TO HAVE AND TO HOLD, all the said mortgaged property unto the mortgage, it’s successors and assign, forever;
PROVIDED, HOWEVER and these presents are made upon the express conditions that if Mortgagors shall pay or cause to be paid to Mortgagee the said aforementioned principal sum, together with interest thereon, in accordance with the terms and conditions of that certain promissory note of even date herewith (the "Note"), and shall pay any and all advances hereafter made by the mortgage, and shall keep, perform and observe all and singular the covenants and promises in attached note and in this Mortgage to be kept, performed and observed by Mortgagors, then this Mortgage and the estate hereby granted shall cease, determine and be void, otherwise to remain in full force and effect. Mortgagors hereby agree to pay the principal sum of the Note, together with interest thereon an d advances hereafter made, and to perform, fulfill and observe all and singular the covenants, agreements and conditions in this Mortgage and in attached note contained.

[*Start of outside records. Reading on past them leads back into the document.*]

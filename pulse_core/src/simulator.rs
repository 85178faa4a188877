//! HeartbeatSimulator - the send loop and failure-injection state machine.
//!
//! # State Machine
//!
//! ```text
//!  InitialDelay ──► Looping ──(elapsed >= max_runtime)──► Ceiling
//!                     ▲                                      │
//!                     │            ┌─────────────────────────┼──────────────┐
//!                     │            ▼ NoHeartbeat             ▼ Crash        ▼ other
//!                     └──────── Stalling{remaining}       Crashed       (back to Looping)
//! ```
//!
//! Each call to [`HeartbeatSimulator::step`] performs exactly one transition
//! and reports what happened as a [`StepEvent`], which keeps the machine
//! drivable from a virtual clock.
//!
//! # Usage
//!
//! ```ignore
//! use pulse_core::{HeartbeatSimulator, Role};
//! use pulse_env::{TokioContext, UdpSink};
//!
//! let sink = UdpSink::connect_localhost(config.udp_port).await?;
//! let mut sim = HeartbeatSimulator::new(TokioContext::shared(), sink, config, Role::Crash);
//! let exit = sim.run().await;
//! std::process::exit(exit.code());
//! ```

use crate::instance::InstanceConfig;
use crate::palette::Palette;
use crate::payload::Payload;
use crate::role::Role;
use crate::timing::Timing;

use pulse_env::{DatagramSink, PulseContext};
use std::sync::Arc;
use std::time::Duration;
use tracing::{debug, info, warn};

/// Idle period of one loop iteration while heartbeats are disabled.
pub const DISABLED_IDLE: Duration = Duration::from_secs(1);

/// Yield used instead of a zero-length jitter wait.
pub const MIN_TICK: Duration = Duration::from_millis(1);

/// Mutable scheduling state of the send loop.
#[derive(Debug, Clone, PartialEq, Eq)]
pub struct RunState {
    /// Own process id, as sent in the payload
    pub pid: String,

    /// Seconds waited before the next heartbeat
    pub wait_time: u64,

    /// Context time at which the loop started
    pub start_time: Duration,

    /// Run time measured at the last ceiling check
    pub elapsed: Duration,

    pub heartbeat_enabled: bool,
}

/// Where the state machine currently is.
#[derive(Debug, Clone, Copy, PartialEq, Eq)]
pub enum Phase {
    InitialDelay,
    Looping,
    /// Ceiling reached, role action pending
    Ceiling,
    Stalling { remaining: u64 },
    Crashed,
}

/// What a single [`HeartbeatSimulator::step`] did.
#[derive(Debug, Clone, PartialEq)]
pub enum StepEvent {
    /// The one-off initial delay elapsed and the loop clock started
    InitialDelay { slept: Duration },

    /// A heartbeat went out; `wait_time` preceded it, `next_wait` follows it
    HeartbeatSent {
        payload: Payload,
        wait_time: u64,
        next_wait: u64,
    },

    /// The transport refused the datagram; the loop carries on
    SendFailed { error: String, next_wait: u64 },

    /// Heartbeats disabled; one idle tick
    Idle,

    /// The ceiling was evaluated and the role applied
    CeilingReached { elapsed: Duration, role: Role },

    /// One silent stall iteration
    Stalled { remaining: u64 },

    /// The bounded stall is over; back to the loop
    StallFinished,

    /// Terminal: the process should now exit
    Crashed,
}

/// How a finished run ends the process.
#[derive(Debug, Clone, Copy, PartialEq, Eq)]
pub enum Exit {
    Crashed,
}

impl Exit {
    /// Process exit status.
    pub fn code(&self) -> i32 {
        match self {
            Exit::Crashed => 0,
        }
    }
}

/// A simulated monitored worker.
///
/// Generic over the context and sink so the same machine runs against
/// wall-clock time and a real socket, or a virtual clock and a recorder.
/// The sink is owned and released whenever the simulator is dropped.
pub struct HeartbeatSimulator<Ctx, Sink>
where
    Ctx: PulseContext,
    Sink: DatagramSink,
{
    context: Arc<Ctx>,
    sink: Sink,
    config: InstanceConfig,
    role: Role,
    timing: Timing,
    state: RunState,
    phase: Phase,
    label: String,
    ceiling_noted: bool,
}

impl<Ctx, Sink> HeartbeatSimulator<Ctx, Sink>
where
    Ctx: PulseContext,
    Sink: DatagramSink,
{
    pub fn new(context: Arc<Ctx>, sink: Sink, config: InstanceConfig, role: Role) -> Self {
        let timing = Timing::derive(&config);
        let state = RunState {
            pid: context.pid().to_string(),
            wait_time: timing.initial_wait_time,
            start_time: context.now(),
            elapsed: Duration::ZERO,
            heartbeat_enabled: timing.heartbeat_enabled,
        };

        info!(
            "{}: max runtime {}s, heartbeats {}, role {}",
            config.name,
            timing.max_runtime.as_secs(),
            if timing.heartbeat_enabled { "enabled" } else { "disabled" },
            role
        );

        Self {
            label: config.name.clone(),
            context,
            sink,
            config,
            role,
            timing,
            state,
            phase: Phase::InitialDelay,
            ceiling_noted: false,
        }
    }

    /// Renders the instance name with the given palette in log lines.
    pub fn with_palette(mut self, palette: Palette) -> Self {
        self.label = palette.paint(&self.config.name);
        self
    }

    pub fn config(&self) -> &InstanceConfig {
        &self.config
    }

    pub fn role(&self) -> &Role {
        &self.role
    }

    pub fn timing(&self) -> &Timing {
        &self.timing
    }

    pub fn state(&self) -> &RunState {
        &self.state
    }

    pub fn phase(&self) -> Phase {
        self.phase
    }

    pub fn sink(&self) -> &Sink {
        &self.sink
    }

    /// Runs until the crash transition; never returns for other roles.
    pub async fn run(&mut self) -> Exit {
        loop {
            if let StepEvent::Crashed = self.step().await {
                return Exit::Crashed;
            }
        }
    }

    /// Performs one state transition.
    pub async fn step(&mut self) -> StepEvent {
        match self.phase {
            Phase::InitialDelay => self.initial_delay().await,
            Phase::Looping => {
                let event = self.iterate().await;
                self.check_ceiling();
                event
            }
            Phase::Ceiling => self.apply_role(),
            Phase::Stalling { remaining } => self.stall(remaining).await,
            Phase::Crashed => StepEvent::Crashed,
        }
    }

    async fn initial_delay(&mut self) -> StepEvent {
        let slept = self.timing.initial_sleep.unwrap_or(Duration::ZERO);
        if self.timing.initial_sleep.is_some() {
            info!("{} Waiting {} seconds heartbeat_delay...", self.label, slept.as_secs());
            self.context.sleep(slept).await;
        }

        self.state.start_time = self.context.now();
        self.phase = Phase::Looping;
        StepEvent::InitialDelay { slept }
    }

    async fn iterate(&mut self) -> StepEvent {
        let Some((low, high)) = self.timing.jitter.filter(|_| self.state.heartbeat_enabled) else {
            self.context.sleep(DISABLED_IDLE).await;
            return StepEvent::Idle;
        };

        let payload = Payload::heartbeat(self.context.pid());
        let sent = self.sink.send(payload.as_bytes()).await;
        let wait_time = self.state.wait_time;
        let next_wait = self.context.random_in(low, high);

        let event = match sent {
            Ok(_) => {
                info!(
                    "{} Heartbeat sent to {}: {} after {} seconds",
                    self.label,
                    self.sink.destination(),
                    payload,
                    wait_time
                );
                StepEvent::HeartbeatSent {
                    payload,
                    wait_time,
                    next_wait,
                }
            }
            Err(e) => {
                warn!("{} Heartbeat to {} failed: {}", self.label, self.sink.destination(), e);
                StepEvent::SendFailed {
                    error: e.to_string(),
                    next_wait,
                }
            }
        };

        self.state.wait_time = next_wait;
        if next_wait > 0 {
            self.context.sleep(Duration::from_secs(next_wait)).await;
        } else {
            self.context.sleep(MIN_TICK).await;
        }

        event
    }

    fn check_ceiling(&mut self) {
        self.state.elapsed = self.context.now().saturating_sub(self.state.start_time);
        if self.state.elapsed >= self.timing.max_runtime {
            self.phase = Phase::Ceiling;
        }
    }

    fn apply_role(&mut self) -> StepEvent {
        let elapsed = self.state.elapsed;

        match &self.role {
            Role::Crash => {
                info!("{} Program stopped after {}s", self.label, elapsed.as_secs());
                self.phase = Phase::Crashed;
                return StepEvent::Crashed;
            }
            Role::NoHeartbeat => {
                let plan = self.timing.stall;
                info!(
                    "{} Stalling: {} x {:.1}s without heartbeats",
                    self.label, plan.repeats, plan.interval
                );
                self.phase = Phase::Stalling {
                    remaining: plan.repeats,
                };
            }
            Role::Unrecognized(raw) => {
                if !self.ceiling_noted {
                    warn!("{} Role {:?} has no ceiling action, continuing", self.label, raw);
                }
                self.phase = Phase::Looping;
            }
        }

        self.ceiling_noted = true;
        StepEvent::CeilingReached {
            elapsed,
            role: self.role.clone(),
        }
    }

    async fn stall(&mut self, remaining: u64) -> StepEvent {
        if remaining == 0 {
            debug!("{} Stall window over, resuming", self.label);
            // The next send follows the last jitter wait plus the whole stall
            let silence = self.timing.stall.window().as_secs_f64().round() as u64;
            self.state.wait_time = self.state.wait_time.saturating_add(silence);
            self.phase = Phase::Looping;
            return StepEvent::StallFinished;
        }

        // Log, then sleep: the line marks the start of each silent iteration
        info!("{} No more heartbeats", self.label);
        self.context.sleep(self.timing.stall.step()).await;

        let remaining = remaining - 1;
        self.phase = Phase::Stalling { remaining };
        StepEvent::Stalled { remaining }
    }
}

Mortgagors hereby covenants and agree with Mortgagee as follows, to wit:
ARTICLE I
Mortgagors lawfully own and lawfully possess the mortgaged property and covenants and promises to warrant and defend the title and possession thereto and every part thereof for the benefit of Mortgagee against the claims and demands of all person’s whomsoever; and further warrant that there are no liens, mortgages or other encumbrances on said vessel, except in favor of Cruise Holdings II, LLC
ARTICLE II
Mortgagors at their own cost and expense shall keep said vessel insured at its full insurable value, but in no event for less than Five Million Dollars ($5,000,000.00). Said insurance shall be placed with responsible underwriters satisfactory to Mortgagee and on such policy forms as Mortgagee may approve. Said policies shall be delivered to and held by Mortgagee.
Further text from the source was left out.